No, he’s probably supposed to be in his 30s (he’s one of the “old men” of the regiment) and Roxanne is supposed to be maybe ten years younger. He’s an experienced and accomplished swordsman, poet, and philosopher, not a callow teenager. And she’s no teenager either, but a grown woman. They may not have exactly been contemporaries as children, but he’s not robbing the cradle.

Do yourself a favor and read the play or watch one of the films. The Jose Ferrer version is probably most accessible, in both senses of the word.

If you speak French, the Depardieu version is magnificent, and even if you don’t, the captions are excellent, but lots of people don’t care to read captions in foreign films.

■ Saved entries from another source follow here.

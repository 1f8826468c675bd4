// ABOUTME: Transport seam between the client pool and the connection layer underneath it
//
// The pool never opens sockets itself. A `Connector` builds one `TransportClient`
// per pool slot; a client issues HTTP-style requests and hands back a response
// head plus a streaming body.

use std::future::Future;

use bytes::Bytes;
use futures_util::stream::BoxStream;
use thiserror::Error;
use tokio::sync::mpsc;

use crate::destination::DestinationKey;
use crate::headers::RequestHeader;

pub mod reqwest_transport;

pub use reqwest_transport::{ReqwestClient, ReqwestConnector};

/// Status code surfaced when the transport fails before or instead of a response
pub const STATUS_TRANSPORT_ERROR: i32 = -1;

/// Failures reported by the transport layer
#[derive(Debug, Clone, PartialEq, Eq, Error)]
pub enum TransportError {
    /// Client could not be constructed or could not reach the destination
    #[error("Connect failed: {0}")]
    Connect(String),

    /// Request was rejected before a response arrived
    #[error("Request failed: {0}")]
    Request(String),

    /// Response body stream broke mid-way
    #[error("Body stream failed: {0}")]
    Body(String),

    /// Transport gave up waiting
    #[error("Transport timeout")]
    Timeout,
}

impl TransportError {
    /// Status code used when this error is surfaced through the headers channel
    pub const fn status_code(&self) -> i32 {
        STATUS_TRANSPORT_ERROR
    }
}

/// Request body as handed to the transport
#[derive(Debug, Default)]
pub enum OutboundBody {
    /// No body
    #[default]
    Empty,
    /// Chunks written by the caller; the body ends when the sender is dropped
    Streaming(mpsc::Receiver<Bytes>),
}

/// One request to issue over a pooled client
#[derive(Debug)]
pub struct OutboundRequest {
    /// HTTP method (`GET`, `POST`, ...)
    pub method: String,
    /// Path plus optional query, starting with `/`
    pub path: String,
    /// Caller-supplied headers, already validated
    pub headers: Vec<RequestHeader>,
    /// Request body
    pub body: OutboundBody,
}

/// Streaming response body
pub type BodyStream = BoxStream<'static, Result<Bytes, TransportError>>;

/// Response head and body stream produced by a transport client
pub struct TransportResponse {
    /// Status code; negative values mean the transport itself failed
    pub status: i32,
    /// Reason phrase or error text
    pub status_text: String,
    /// Raw headers in arrival order
    pub headers: Vec<(String, String)>,
    /// Body chunks
    pub body: BodyStream,
}

impl TransportResponse {
    /// True when the status signals EOF/error rather than an HTTP response
    pub const fn is_transport_error(&self) -> bool {
        self.status < 0
    }

    /// True for 2xx statuses
    pub const fn is_success(&self) -> bool {
        self.status >= 200 && self.status < 300
    }
}

impl std::fmt::Debug for TransportResponse {
    fn fmt(&self, f: &mut std::fmt::Formatter<'_>) -> std::fmt::Result {
        f.debug_struct("TransportResponse")
            .field("status", &self.status)
            .field("status_text", &self.status_text)
            .field("headers", &self.headers)
            .finish_non_exhaustive()
    }
}

/// Builds transport clients bound to a destination
pub trait Connector: Send + Sync + 'static {
    /// Client type stored in pool slots
    type Client: TransportClient;

    /// Construct a client for `key`; may perform a handshake
    fn connect(
        &self,
        key: &DestinationKey,
    ) -> impl Future<Output = Result<Self::Client, TransportError>> + Send;
}

/// A reusable client bound to one destination
pub trait TransportClient: Send + Sync + 'static {
    /// Issue one request and wait for the response head
    fn issue(
        &self,
        request: OutboundRequest,
    ) -> impl Future<Output = Result<TransportResponse, TransportError>> + Send;
}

Really? No expert on the source material I but still …The substitution of height for nose makes sense to me exactly because those with extremely short stature conditions are in fact so often the subject of such poor treatment … and expected by some to take that mistreatment in good humor. To rely on the knowledge of the reality of the mistreatment but then ignore its existence in the film? To not show the angry brilliant man confidently use the weapons of both his sword and his fast wit to cut down those who other him, even while he nevertheless tragically internalizes the othering?

Doesn’t that effectively remove from the character of that which makes him Cyrano?

Part of the positive is that character is extremely short and NOT disabled. He is just different. Shorter. Smarter. Deadlier. A better swordsman. A better wordsmith. Funnier. The short jokes would have to be ones that fall flat and mark the tellers of them as a fools, fools who are humiliated by Cyrano’s responses.

I would, as someone pointed out earlier, gladly pay to hear Peter Dinklage read the telephone book, and was looking forward to seeing how he handled the part of Cyrano. Unfortunately, based on the descriptions I’ve just read, it sounds like one of my favorite scenes from the original has most likely been cut or, at best, gutted. I’m talking about when someone attempts to insult Cyrano by saying something like “Your nose, sir, is rather large,” which leads to Cyrano reeling off a litany of more creative comments which he could have made “had he a trace of wit”.

This.

Aside: I had a bone to pick with Gene Siskel’s review of it. As I recall, he whined said that Christian and Roxanne were not worthy of Cyrano’s great love and loyalty. But that was the point! Cyrano’s loving and loyal heart was as immense as his nose, and did not depend on the “worthiness” of those on whom he poured out his regard. Before I could write this to Siskel, he died. God rest his soul.

If you are disagreeing with me, I’m not sure I understand what you’re saying, but if you’re not familiar with the play, you may not be understanding what I was saying. Because I think you’re making the same point I was.

Sorry that I am unclear. The part I disagree with is only the position that those scenes “had to be cut”.

Oh maybe you specifically mean having Cyrano tell the short jokes as the means of humiliating his insulter? Rather than the attempt to insult him with them.

Yes I understand hesitation to do that. Hard for that not to offensive and even harder for it be funny. But a failed attempt to insult him with the result leaving his putative bully mercilessly destroyed by Cyrano’s wit? That seems like it’s essential.